WHAT TO WORK ON » From the records below, transcribe exactly the lines that begin at the line with "pub fn rotations(&self)" and end at the line with "pub struct TreeOptions", both included.

╭──

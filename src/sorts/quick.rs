use std::cmp::Ordering;

use super::swap;
use crate::{compare::KeyComparator, stat::Stat};

#[derive(Clone, Copy, Debug, PartialEq, Eq)]
enum Pivot {
    Last,
    MedianOfThree,
}

/// Quicksort with the last element as pivot and a Lomuto partition.
pub fn quick_sort<T: Clone, C: KeyComparator<T>>(arr: &mut [T], cmp: &C, stat: &mut Stat) {
    quick_sort_rec(arr, Pivot::Last, cmp, stat);
}

/// Quicksort pivoting on the median of first, middle and last.
pub fn quick_sort_median3<T: Clone, C: KeyComparator<T>>(arr: &mut [T], cmp: &C, stat: &mut Stat) {
    quick_sort_rec(arr, Pivot::MedianOfThree, cmp, stat);
}

/// Recurses into the shorter side and loops on the longer one, keeping the
/// stack logarithmic even when every partition is lopsided.
fn quick_sort_rec<T: Clone, C: KeyComparator<T>>(mut arr: &mut [T], pivot: Pivot, cmp: &C, stat: &mut Stat) {
    while arr.len() > 1 {
        if pivot == Pivot::MedianOfThree {
            let m = median_of_three(arr, cmp, stat);
            let high = arr.len() - 1;
            swap(arr, m, high, stat);
        }
        let p = partition(arr, cmp, stat);
        let (left, right) = std::mem::take(&mut arr).split_at_mut(p);
        let right = &mut right[1..];
        if left.len() < right.len() {
            quick_sort_rec(left, pivot, cmp, stat);
            arr = right;
        } else {
            quick_sort_rec(right, pivot, cmp, stat);
            arr = left;
        }
    }
}

/// Orders first, middle and last in place and returns the middle index.
fn median_of_three<T, C: KeyComparator<T>>(arr: &mut [T], cmp: &C, stat: &mut Stat) -> usize {
    let (a, b, c) = (0, (arr.len() - 1) / 2, arr.len() - 1);
    if stat.compare(cmp, &arr[a], &arr[b]) == Ordering::Greater {
        swap(arr, a, b, stat);
    }
    if stat.compare(cmp, &arr[a], &arr[c]) == Ordering::Greater {
        swap(arr, a, c, stat);
    }
    if stat.compare(cmp, &arr[b], &arr[c]) == Ordering::Greater {
        swap(arr, b, c, stat);
    }
    b
}

/// Lomuto partition around the last element; returns the pivot's final index.
fn partition<T: Clone, C: KeyComparator<T>>(arr: &mut [T], cmp: &C, stat: &mut Stat) -> usize {
    let high = arr.len() - 1;
    let pivot = arr[high].clone();
    stat.record_memory_op(1);

    let mut store = 0;
    for j in 0..high {
        if stat.compare(cmp, &arr[j], &pivot) != Ordering::Greater {
            swap(arr, store, j, stat);
            store += 1;
        }
    }
    swap(arr, store, high, stat);
    store
}
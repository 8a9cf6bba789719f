/// Structural counters kept by a tree across its lifetime.
#[derive(Clone, Copy, Debug, Default, PartialEq, Eq)]
pub struct TreeStats {
    pub size: usize,
    pub left_rotations: usize,
    pub right_rotations: usize,
}

impl TreeStats {
    pub fn new() -> Self {
        Self::default()
    }

    pub fn rotations(&self) -> usize {
        self.left_rotations + self.right_rotations
    }
}
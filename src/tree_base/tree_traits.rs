/// What an insert does when the comparator reports "equal" at some node.
#[derive(Clone, Copy, Debug, PartialEq, Eq, Default)]
pub enum DuplicatePolicy {
    /// Leave the tree untouched and report the insert as rejected.
    #[default]
    Reject,
    /// Keep descending into the right subtree, so equal keys keep insertion order.
    Right,
}

#[derive(Clone, Copy, Debug, PartialEq, Eq)]
pub struct TreeOptions {
    pub duplicates: DuplicatePolicy,
    /// Re-validate the whole tree after every mutation (debug builds only).
    pub self_verify: bool,
}

impl TreeOptions {
    pub const fn new(duplicates: DuplicatePolicy) -> Self {
        Self {
            duplicates,
            self_verify: false,
        }
    }

    pub const fn verified(mut self) -> Self {
        self.self_verify = true;
        self
    }
}

impl Default for TreeOptions {
    fn default() -> Self {
        Self::new(DuplicatePolicy::Reject)
    }
}

#[cfg(test)]
#[test]
fn test_tree_options() {
    assert_eq!(TreeOptions::default().duplicates, DuplicatePolicy::Reject);
    assert!(!TreeOptions::default().self_verify);
    let opts = TreeOptions::new(DuplicatePolicy::Right).verified();
    assert_eq!(opts.duplicates, DuplicatePolicy::Right);
    assert!(opts.self_verify);
}
use std::cmp::Ordering;

use super::swap;
use crate::{compare::KeyComparator, stat::Stat};

pub fn bubble_sort<T, C: KeyComparator<T>>(arr: &mut [T], cmp: &C, stat: &mut Stat) {
    let n = arr.len();
    if n < 2 {
        return;
    }
    for i in 0..n - 1 {
        for j in 0..n - 1 - i {
            if stat.compare(cmp, &arr[j], &arr[j + 1]) == Ordering::Greater {
                swap(arr, j, j + 1, stat);
            }
        }
    }
}

pub fn selection_sort<T, C: KeyComparator<T>>(arr: &mut [T], cmp: &C, stat: &mut Stat) {
    let n = arr.len();
    if n < 2 {
        return;
    }
    for i in 0..n - 1 {
        let mut best = i;
        for j in i + 1..n {
            if stat.compare(cmp, &arr[j], &arr[best]) == Ordering::Less {
                best = j;
            }
        }
        if best != i {
            swap(arr, i, best, stat);
        }
    }
}

/// Stable: a held key never moves past an element that compares equal.
pub fn insertion_sort<T: Clone, C: KeyComparator<T>>(arr: &mut [T], cmp: &C, stat: &mut Stat) {
    if arr.len() < 2 {
        return;
    }
    for i in 1..arr.len() {
        let key = arr[i].clone();
        stat.record_memory_op(1);
        let mut j = i;
        while j > 0 && stat.compare(cmp, &arr[j - 1], &key) == Ordering::Greater {
            arr[j] = arr[j - 1].clone();
            stat.record_memory_op(1);
            j -= 1;
        }
        arr[j] = key;
        stat.record_memory_op(1);
    }
}

#[cfg(test)]
mod tests {
    use super::*;
    use crate::compare::NaturalOrder;

    #[test]
    fn test_insertion_on_sorted_input_is_linear() {
        let mut v: Vec<u32> = (0..50).collect();
        let mut stat = Stat::new();
        insertion_sort(&mut v, &NaturalOrder::new(), &mut stat);
        assert_eq!(stat.comparisons, 49);
        // hold + place per key, no shifts
        assert_eq!(stat.memory_ops, 98);
    }

    #[test]
    fn test_bubble_counts_every_pair() {
        let mut v = vec![4, 3, 2, 1];
        let mut stat = Stat::new();
        bubble_sort(&mut v, &NaturalOrder::new(), &mut stat);
        assert_eq!(v, vec![1, 2, 3, 4]);
        assert_eq!(stat.comparisons, 6);
        assert_eq!(stat.memory_ops, 18);
    }

    #[test]
    fn test_selection_skips_noop_swaps() {
        let mut v = vec![1, 2, 3];
        let mut stat = Stat::new();
        selection_sort(&mut v, &NaturalOrder::new(), &mut stat);
        assert_eq!(stat.comparisons, 3);
        assert_eq!(stat.memory_ops, 0);
    }
}
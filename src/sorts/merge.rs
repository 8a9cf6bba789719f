use std::cmp::Ordering;

use crate::{compare::KeyComparator, stat::Stat};

/// Stable top-down merge sort.
pub fn merge_sort<T: Clone, C: KeyComparator<T>>(arr: &mut [T], cmp: &C, stat: &mut Stat) {
    if arr.len() < 2 {
        return;
    }
    // left half takes the middle element, as in l..=l+(r-l)/2
    let mid = (arr.len() - 1) / 2 + 1;
    {
        let (left, right) = arr.split_at_mut(mid);
        merge_sort(left, cmp, stat);
        merge_sort(right, cmp, stat);
    }
    merge(arr, mid, cmp, stat);
}

/// Merge the sorted runs `arr[..mid]` and `arr[mid..]`. Both halves are
/// copied out before anything in `arr` is written.
fn merge<T: Clone, C: KeyComparator<T>>(arr: &mut [T], mid: usize, cmp: &C, stat: &mut Stat) {
    let left = arr[..mid].to_vec();
    let right = arr[mid..].to_vec();
    stat.record_memory_op((left.len() + right.len()) as u64);

    let (mut i, mut j, mut k) = (0, 0, 0);
    while i < left.len() && j < right.len() {
        // ties take from the left run
        if stat.compare(cmp, &left[i], &right[j]) != Ordering::Greater {
            arr[k] = left[i].clone();
            i += 1;
        } else {
            arr[k] = right[j].clone();
            j += 1;
        }
        k += 1;
        stat.record_memory_op(1);
    }
    for v in left[i..].iter().chain(right[j..].iter()) {
        arr[k] = v.clone();
        k += 1;
        stat.record_memory_op(1);
    }
}

#[cfg(test)]
mod tests {
    use super::*;
    use crate::compare::NaturalOrder;

    #[test]
    fn test_merge_cost() {
        let mut v = vec![3, 1, 2];
        let mut stat = Stat::new();
        merge_sort(&mut v, &NaturalOrder::new(), &mut stat);
        assert_eq!(v, vec![1, 2, 3]);
        // [3,1] -> 2 copied + 2 written; [1,3]+[2] -> 3 copied + 3 written
        assert_eq!(stat.memory_ops, 10);
        assert_eq!(stat.comparisons, 3);
    }
}
//! Tomlate - INI/CFG to TOML translation with comment preservation
//!
//! The translation pipeline is a fixed, linear sequence:
//!
//! ```text
//! pre-process (text) -> parse -> process (tree) -> render -> post-process (text)
//! ```
//!
//! Source text flows through the selected profile's pre chain, is parsed into
//! the ordered, comment-bearing intermediate representation of
//! [`tomlate_core`], reshaped by the profile's intermediate chain, rendered
//! to TOML by [`tomlate_render`], and finished by the post chain. Which
//! functions sit in those chains is decided once, at startup: extensions
//! register profiles and augmentations through [`TranslatorBuilder`], and the
//! resulting [`Translator`] registry is immutable, so concurrent `translate`
//! calls need no locking.
//!
//! # Example
//!
//! ```
//! use tomlate::Translator;
//!
//! let translator = Translator::new();
//! let toml = translator.translate("[server]\nport = 8080\n", "default").unwrap();
//! assert!(toml.contains("port = \"8080\""));
//! ```
//!
//! Values keep their string form unless an intermediate processor coerces
//! them; the [`transforms`] module provides the usual building blocks.

pub mod error;
pub mod profile;
pub mod tasks;
pub mod transforms;
pub mod translator;

pub use error::{BoxError, BuildError, ProcessorError, Stage, TranslationError};
pub use profile::{Augmentation, IrProcessor, Profile, TextProcessor};
pub use translator::{DEFAULT_PROFILE, ReaderFn, Translator, TranslatorBuilder, WriterFn};

// The data model and the default collaborators, re-exported for extension
// authors
pub use tomlate_core::{
    Commented, CommentedKv, CommentedList, Entry, HiddenMarker, IntermediateRepr, Plain,
    ReprError, Scalar, StructuralError, Value,
};
pub use tomlate_ini::{ParseError, ParseOptions};
pub use tomlate_render::{RenderOptions, SerializationError};
//! Scalar and key literal formatting
//!
//! Every choice here is fixed by the TOML grammar plus a deterministic rule
//! for picking among equivalent spellings: strings use basic (escaped) form,
//! switching to multi-line basic form only for strings containing line breaks
//! in positions where TOML allows it.

use tomlate_core::Scalar;

/// Format a key: bare when the characters allow it, quoted otherwise
pub fn format_key(key: &str) -> String {
    let bare = !key.is_empty()
        && key.chars().all(|c| c.is_ascii_alphanumeric() || c == '_' || c == '-');
    if bare { key.to_string() } else { quote_single_line(key) }
}

/// Format a dotted table header path
pub fn format_path(path: &[String]) -> String {
    path.iter().map(|p| format_key(p)).collect::<Vec<_>>().join(".")
}

/// Format a scalar in block position (a `key = value` line of a table),
/// where multi-line strings are legal
pub fn format_scalar(scalar: &Scalar) -> String {
    match scalar {
        Scalar::Str(s) if s.contains('\n') => quote_multiline(s),
        Scalar::Str(s) => quote_single_line(s),
        Scalar::Int(i) => i.to_string(),
        Scalar::Float(f) => format_float(*f),
        Scalar::Bool(b) => b.to_string(),
    }
}

/// Format a scalar inside an inline array or inline table, where raw line
/// breaks are not legal and must be escaped
pub fn format_scalar_inline(scalar: &Scalar) -> String {
    match scalar {
        Scalar::Str(s) => quote_single_line(s),
        other => format_scalar(other),
    }
}

fn format_float(f: f64) -> String {
    if f.is_nan() {
        "nan".to_string()
    } else if f.is_infinite() {
        if f.is_sign_negative() { "-inf".to_string() } else { "inf".to_string() }
    } else if f.fract() == 0.0 {
        // A bare integral spelling would re-parse as an integer
        format!("{f:.1}")
    } else {
        f.to_string()
    }
}

fn quote_single_line(s: &str) -> String {
    let mut out = String::with_capacity(s.len() + 2);
    out.push('"');
    for c in s.chars() {
        match c {
            '"' => out.push_str("\\\""),
            '\\' => out.push_str("\\\\"),
            '\u{0008}' => out.push_str("\\b"),
            '\u{000C}' => out.push_str("\\f"),
            '\n' => out.push_str("\\n"),
            '\r' => out.push_str("\\r"),
            '\t' => out.push_str("\\t"),
            c if c.is_control() => out.push_str(&format!("\\u{:04X}", c as u32)),
            c => out.push(c),
        }
    }
    out.push('"');
    out
}

fn quote_multiline(s: &str) -> String {
    // A leading newline right after the opening quotes is stripped by TOML
    // parsers, so adding one keeps the first content line aligned.
    let mut out = String::with_capacity(s.len() + 8);
    out.push_str("\"\"\"\n");
    for c in s.chars() {
        match c {
            '"' => out.push_str("\\\""),
            '\\' => out.push_str("\\\\"),
            '\u{0008}' => out.push_str("\\b"),
            '\u{000C}' => out.push_str("\\f"),
            '\r' => out.push_str("\\r"),
            '\n' | '\t' => out.push(c),
            c if c.is_control() => out.push_str(&format!("\\u{:04X}", c as u32)),
            c => out.push(c),
        }
    }
    out.push_str("\"\"\"");
    out
}

#[cfg(test)]
mod tests {
    use super::*;

    #[test]
    fn test_bare_and_quoted_keys() {
        assert_eq!(format_key("option1"), "option1");
        assert_eq!(format_key("license-file"), "license-file");
        assert_eq!(format_key("a_b2"), "a_b2");
        assert_eq!(format_key("has space"), "\"has space\"");
        assert_eq!(format_key("dotted.name"), "\"dotted.name\"");
        assert_eq!(format_key(""), "\"\"");
    }

    #[test]
    fn test_path_join() {
        let path = vec!["tool".to_string(), "my plugin".to_string()];
        assert_eq!(format_path(&path), "tool.\"my plugin\"");
    }

    #[test]
    fn test_string_escapes() {
        assert_eq!(format_scalar(&Scalar::Str("plain".into())), "\"plain\"");
        assert_eq!(format_scalar(&Scalar::Str("say \"hi\"".into())), "\"say \\\"hi\\\"\"");
        assert_eq!(format_scalar(&Scalar::Str("back\\slash".into())), "\"back\\\\slash\"");
        assert_eq!(format_scalar(&Scalar::Str("tab\there".into())), "\"tab\\there\"");
    }

    #[test]
    fn test_multiline_string_in_block_position() {
        assert_eq!(
            format_scalar(&Scalar::Str("first\nsecond".into())),
            "\"\"\"\nfirst\nsecond\"\"\""
        );
    }

    #[test]
    fn test_multiline_string_escapes_quotes() {
        assert_eq!(
            format_scalar(&Scalar::Str("a \"\"\" b\nc".into())),
            "\"\"\"\na \\\"\\\"\\\" b\nc\"\"\""
        );
    }

    #[test]
    fn test_inline_position_escapes_newlines() {
        assert_eq!(
            format_scalar_inline(&Scalar::Str("first\nsecond".into())),
            "\"first\\nsecond\""
        );
    }

    #[test]
    fn test_numbers_and_bools() {
        assert_eq!(format_scalar(&Scalar::Int(42)), "42");
        assert_eq!(format_scalar(&Scalar::Int(-7)), "-7");
        assert_eq!(format_scalar(&Scalar::Bool(true)), "true");
        assert_eq!(format_scalar(&Scalar::Bool(false)), "false");
    }

    #[test]
    fn test_floats_always_reparse_as_floats() {
        assert_eq!(format_scalar(&Scalar::Float(1.0)), "1.0");
        assert_eq!(format_scalar(&Scalar::Float(2.5)), "2.5");
        assert_eq!(format_scalar(&Scalar::Float(-3.0)), "-3.0");
        assert_eq!(format_scalar(&Scalar::Float(f64::INFINITY)), "inf");
        assert_eq!(format_scalar(&Scalar::Float(f64::NEG_INFINITY)), "-inf");
        assert_eq!(format_scalar(&Scalar::Float(f64::NAN)), "nan");
    }
}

╰──

RESPONSE TO THE TASK »
    pub fn rotations(&self) -> usize {
        self.left_rotations + self.right_rotations
    }
}
filename src/tree_base/tree_traits.rs
/// What an insert does when the comparator reports "equal" at some node.
#[derive(Clone, Copy, Debug, PartialEq, Eq, Default)]
pub enum DuplicatePolicy {
    /// Leave the tree untouched and report the insert as rejected.
    #[default]
    Reject,
    /// Keep descending into the right subtree, so equal keys keep insertion order.
    Right,
}

#[derive(Clone, Copy, Debug, PartialEq, Eq)]
pub struct TreeOptions {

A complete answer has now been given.